== Data supplied ==
---

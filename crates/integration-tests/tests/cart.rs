//! Cart tests: guard, line arithmetic, hydration.

use axum::http::StatusCode;
use serde_json::json;
use tamarind_integration_tests::TestApp;

#[tokio::test]
async fn cart_requires_authentication() {
    let app = TestApp::new();
    let resp = app.get("/api/cart", None).await;
    assert_eq!(resp.status, StatusCode::UNAUTHORIZED);
}

#[tokio::test]
async fn adding_the_same_product_bumps_the_quantity() {
    let app = TestApp::new();
    let (cookies, _) = app.signup_session("Ada", "ada@example.com").await;
    let product = app.seed_product("Linen shirt", "shirts", 2999, false);
    let body = json!({ "productId": product.id.to_hex() });

    let first = app.post("/api/cart", body.clone(), Some(&cookies)).await;
    assert_eq!(first.status, StatusCode::OK);
    assert_eq!(first.body, json!([{ "product": product.id.to_hex(), "quantity": 1 }]));

    let second = app.post("/api/cart", body, Some(&cookies)).await;
    assert_eq!(second.body[0]["quantity"], 2);
}

#[tokio::test]
async fn quantity_saturates_instead_of_overflowing() {
    let app = TestApp::new();
    let (cookies, _) = app.signup_session("Ada", "ada@example.com").await;
    let product = app.seed_product("Linen shirt", "shirts", 2999, false);
    let uri = format!("/api/cart/{}", product.id.to_hex());
    let body = json!({ "productId": product.id.to_hex() });

    app.post("/api/cart", body.clone(), Some(&cookies)).await;
    app.put(&uri, json!({ "quantity": u32::MAX }), Some(&cookies)).await;

    let resp = app.post("/api/cart", body, Some(&cookies)).await;
    assert_eq!(resp.status, StatusCode::OK);
    assert_eq!(resp.body[0]["quantity"], u32::MAX);
}

#[tokio::test]
async fn adding_an_unknown_product_is_not_found() {
    let app = TestApp::new();
    let (cookies, _) = app.signup_session("Ada", "ada@example.com").await;

    let resp = app
        .post("/api/cart", json!({ "productId": "0".repeat(24) }), Some(&cookies))
        .await;
    assert_eq!(resp.status, StatusCode::NOT_FOUND);
    assert_eq!(resp.message(), "Product not found");

    let bad = app
        .post("/api/cart", json!({ "productId": "nonsense" }), Some(&cookies))
        .await;
    assert_eq!(bad.status, StatusCode::BAD_REQUEST);
}

#[tokio::test]
async fn cart_listing_hydrates_products_with_quantities() {
    let app = TestApp::new();
    let (cookies, _) = app.signup_session("Ada", "ada@example.com").await;
    let shirt = app.seed_product("Linen shirt", "shirts", 2999, false);
    let hat = app.seed_product("Straw hat", "hats", 1599, false);

    let shirt_body = json!({ "productId": shirt.id.to_hex() });
    app.post("/api/cart", shirt_body.clone(), Some(&cookies)).await;
    app.post("/api/cart", shirt_body, Some(&cookies)).await;
    app.post("/api/cart", json!({ "productId": hat.id.to_hex() }), Some(&cookies))
        .await;

    let resp = app.get("/api/cart", Some(&cookies)).await;
    assert_eq!(resp.status, StatusCode::OK);
    let lines = resp.body.as_array().unwrap();
    assert_eq!(lines.len(), 2);

    let shirt_line = lines
        .iter()
        .find(|l| l["_id"] == shirt.id.to_hex())
        .unwrap();
    assert_eq!(shirt_line["quantity"], 2);
    assert_eq!(shirt_line["name"], "Linen shirt");
    assert_eq!(shirt_line["price"], "29.99");
}

#[tokio::test]
async fn updating_quantity_sets_and_removes_lines() {
    let app = TestApp::new();
    let (cookies, _) = app.signup_session("Ada", "ada@example.com").await;
    let product = app.seed_product("Linen shirt", "shirts", 2999, false);
    let uri = format!("/api/cart/{}", product.id.to_hex());

    app.post("/api/cart", json!({ "productId": product.id.to_hex() }), Some(&cookies))
        .await;

    let set = app.put(&uri, json!({ "quantity": 5 }), Some(&cookies)).await;
    assert_eq!(set.status, StatusCode::OK);
    assert_eq!(set.body[0]["quantity"], 5);

    let removed = app.put(&uri, json!({ "quantity": 0 }), Some(&cookies)).await;
    assert_eq!(removed.body, json!([]));

    // The line is gone, so another update misses.
    let missing = app.put(&uri, json!({ "quantity": 1 }), Some(&cookies)).await;
    assert_eq!(missing.status, StatusCode::NOT_FOUND);
    assert_eq!(missing.message(), "Product not found");
}

#[tokio::test]
async fn delete_removes_one_line_or_clears_the_cart() {
    let app = TestApp::new();
    let (cookies, _) = app.signup_session("Ada", "ada@example.com").await;
    let shirt = app.seed_product("Linen shirt", "shirts", 2999, false);
    let hat = app.seed_product("Straw hat", "hats", 1599, false);

    app.post("/api/cart", json!({ "productId": shirt.id.to_hex() }), Some(&cookies))
        .await;
    app.post("/api/cart", json!({ "productId": hat.id.to_hex() }), Some(&cookies))
        .await;

    let resp = app
        .delete("/api/cart", json!({ "productId": shirt.id.to_hex() }), Some(&cookies))
        .await;
    assert_eq!(resp.status, StatusCode::OK);
    assert_eq!(resp.body.as_array().unwrap().len(), 1);
    assert_eq!(resp.body[0]["product"], hat.id.to_hex());

    let cleared = app.delete("/api/cart", json!({}), Some(&cookies)).await;
    assert_eq!(cleared.body, json!([]));
}

#[tokio::test]
async fn carts_are_per_user() {
    let app = TestApp::new();
    let (ada, _) = app.signup_session("Ada", "ada@example.com").await;
    let (bob, _) = app.signup_session("Bob", "bob@example.com").await;
    let product = app.seed_product("Linen shirt", "shirts", 2999, false);

    app.post("/api/cart", json!({ "productId": product.id.to_hex() }), Some(&ada))
        .await;

    let bobs = app.get("/api/cart", Some(&bob)).await;
    assert_eq!(bobs.body, json!([]));
}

---

== Aim of the task ==
Go through the records above and set each one down exactly, please.

== Answer to this exercise ==
filename crates/integration-tests/tests/cart.rs
//! Cart tests: guard, line arithmetic, hydration.

use axum::http::StatusCode;
use serde_json::json;
use tamarind_integration_tests::TestApp;

#[tokio::test]
async fn cart_requires_authentication() {
    let app = TestApp::new();
    let resp = app.get("/api/cart", None).await;
    assert_eq!(resp.status, StatusCode::UNAUTHORIZED);
}

#[tokio::test]
async fn adding_the_same_product_bumps_the_quantity() {
    let app = TestApp::new();
    let (cookies, _) = app.signup_session("Ada", "ada@example.com").await;
    let product = app.seed_product("Linen shirt", "shirts", 2999, false);
    let body = json!({ "productId": product.id.to_hex() });

    let first = app.post("/api/cart", body.clone(), Some(&cookies)).await;
    assert_eq!(first.status, StatusCode::OK);
    assert_eq!(first.body, json!([{ "product": product.id.to_hex(), "quantity": 1 }]));

    let second = app.post("/api/cart", body, Some(&cookies)).await;
    assert_eq!(second.body[0]["quantity"], 2);
}

#[tokio::test]
async fn quantity_saturates_instead_of_overflowing() {
    let app = TestApp::new();
    let (cookies, _) = app.signup_session("Ada", "ada@example.com").await;
    let product = app.seed_product("Linen shirt", "shirts", 2999, false);
    let uri = format!("/api/cart/{}", product.id.to_hex());
    let body = json!({ "productId": product.id.to_hex() });

    app.post("/api/cart", body.clone(), Some(&cookies)).await;
    app.put(&uri, json!({ "quantity": u32::MAX }), Some(&cookies)).await;

    let resp = app.post("/api/cart", body, Some(&cookies)).await;
    assert_eq!(resp.status, StatusCode::OK);
    assert_eq!(resp.body[0]["quantity"], u32::MAX);
}

#[tokio::test]
async fn adding_an_unknown_product_is_not_found() {
    let app = TestApp::new();
    let (cookies, _) = app.signup_session("Ada", "ada@example.com").await;

    let resp = app
        .post("/api/cart", json!({ "productId": "0".repeat(24) }), Some(&cookies))
        .await;
    assert_eq!(resp.status, StatusCode::NOT_FOUND);
    assert_eq!(resp.message(), "Product not found");

    let bad = app
        .post("/api/cart", json!({ "productId": "nonsense" }), Some(&cookies))
        .await;
    assert_eq!(bad.status, StatusCode::BAD_REQUEST);
}

#[tokio::test]
async fn cart_listing_hydrates_products_with_quantities() {
    let app = TestApp::new();
    let (cookies, _) = app.signup_session("Ada", "ada@example.com").await;
    let shirt = app.seed_product("Linen shirt", "shirts", 2999, false);
    let hat = app.seed_product("Straw hat", "hats", 1599, false);

    let shirt_body = json!({ "productId": shirt.id.to_hex() });
    app.post("/api/cart", shirt_body.clone(), Some(&cookies)).await;
    app.post("/api/cart", shirt_body, Some(&cookies)).await;
    app.post("/api/cart", json!({ "productId": hat.id.to_hex() }), Some(&cookies))
        .await;

    let resp = app.get("/api/cart", Some(&cookies)).await;
    assert_eq!(resp.status, StatusCode::OK);
    let lines = resp.body.as_array().unwrap();
    assert_eq!(lines.len(), 2);

    let shirt_line = lines
        .iter()
        .find(|l| l["_id"] == shirt.id.to_hex())
        .unwrap();
    assert_eq!(shirt_line["quantity"], 2);
    assert_eq!(shirt_line["name"], "Linen shirt");
    assert_eq!(shirt_line["price"], "29.99");
}

#[tokio::test]
async fn updating_quantity_sets_and_removes_lines() {
    let app = TestApp::new();
    let (cookies, _) = app.signup_session("Ada", "ada@example.com").await;
    let product = app.seed_product("Linen shirt", "shirts", 2999, false);
    let uri = format!("/api/cart/{}", product.id.to_hex());

    app.post("/api/cart", json!({ "productId": product.id.to_hex() }), Some(&cookies))
        .await;

    let set = app.put(&uri, json!({ "quantity": 5 }), Some(&cookies)).await;
    assert_eq!(set.status, StatusCode::OK);
    assert_eq!(set.body[0]["quantity"], 5);

    let removed = app.put(&uri, json!({ "quantity": 0 }), Some(&cookies)).await;
    assert_eq!(removed.body, json!([]));

    // The line is gone, so another update misses.
    let missing = app.put(&uri, json!({ "quantity": 1 }), Some(&cookies)).await;
    assert_eq!(missing.status, StatusCode::NOT_FOUND);
    assert_eq!(missing.message(), "Product not found");
}

#[tokio::test]
async fn delete_removes_one_line_or_clears_the_cart() {
    let app = TestApp::new();
    let (cookies, _) = app.signup_session("Ada", "ada@example.com").await;
    let shirt = app.seed_product("Linen shirt", "shirts", 2999, false);
    let hat = app.seed_product("Straw hat", "hats", 1599, false);

    app.post("/api/cart", json!({ "productId": shirt.id.to_hex() }), Some(&cookies))
        .await;
    app.post("/api/cart", json!({ "productId": hat.id.to_hex() }), Some(&cookies))
        .await;

    let resp = app
        .delete("/api/cart", json!({ "productId": shirt.id.to_hex() }), Some(&cookies))
        .await;
    assert_eq!(resp.status, StatusCode::OK);
    assert_eq!(resp.body.as_array().unwrap().len(), 1);
    assert_eq!(resp.body[0]["product"], hat.id.to_hex());

    let cleared = app.delete("/api/cart", json!({}), Some(&cookies)).await;
    assert_eq!(cleared.body, json!([]));
}

#[tokio::test]
async fn carts_are_per_user() {
    let app = TestApp::new();
    let (ada, _) = app.signup_session("Ada", "ada@example.com").await;
    let (bob, _) = app.signup_session("Bob", "bob@example.com").await;
    let product = app.seed_product("Linen shirt", "shirts", 2999, false);

    app.post("/api/cart", json!({ "productId": product.id.to_hex() }), Some(&ada))
        .await;

    let bobs = app.get("/api/cart", Some(&bob)).await;
    assert_eq!(bobs.body, json!([]));
}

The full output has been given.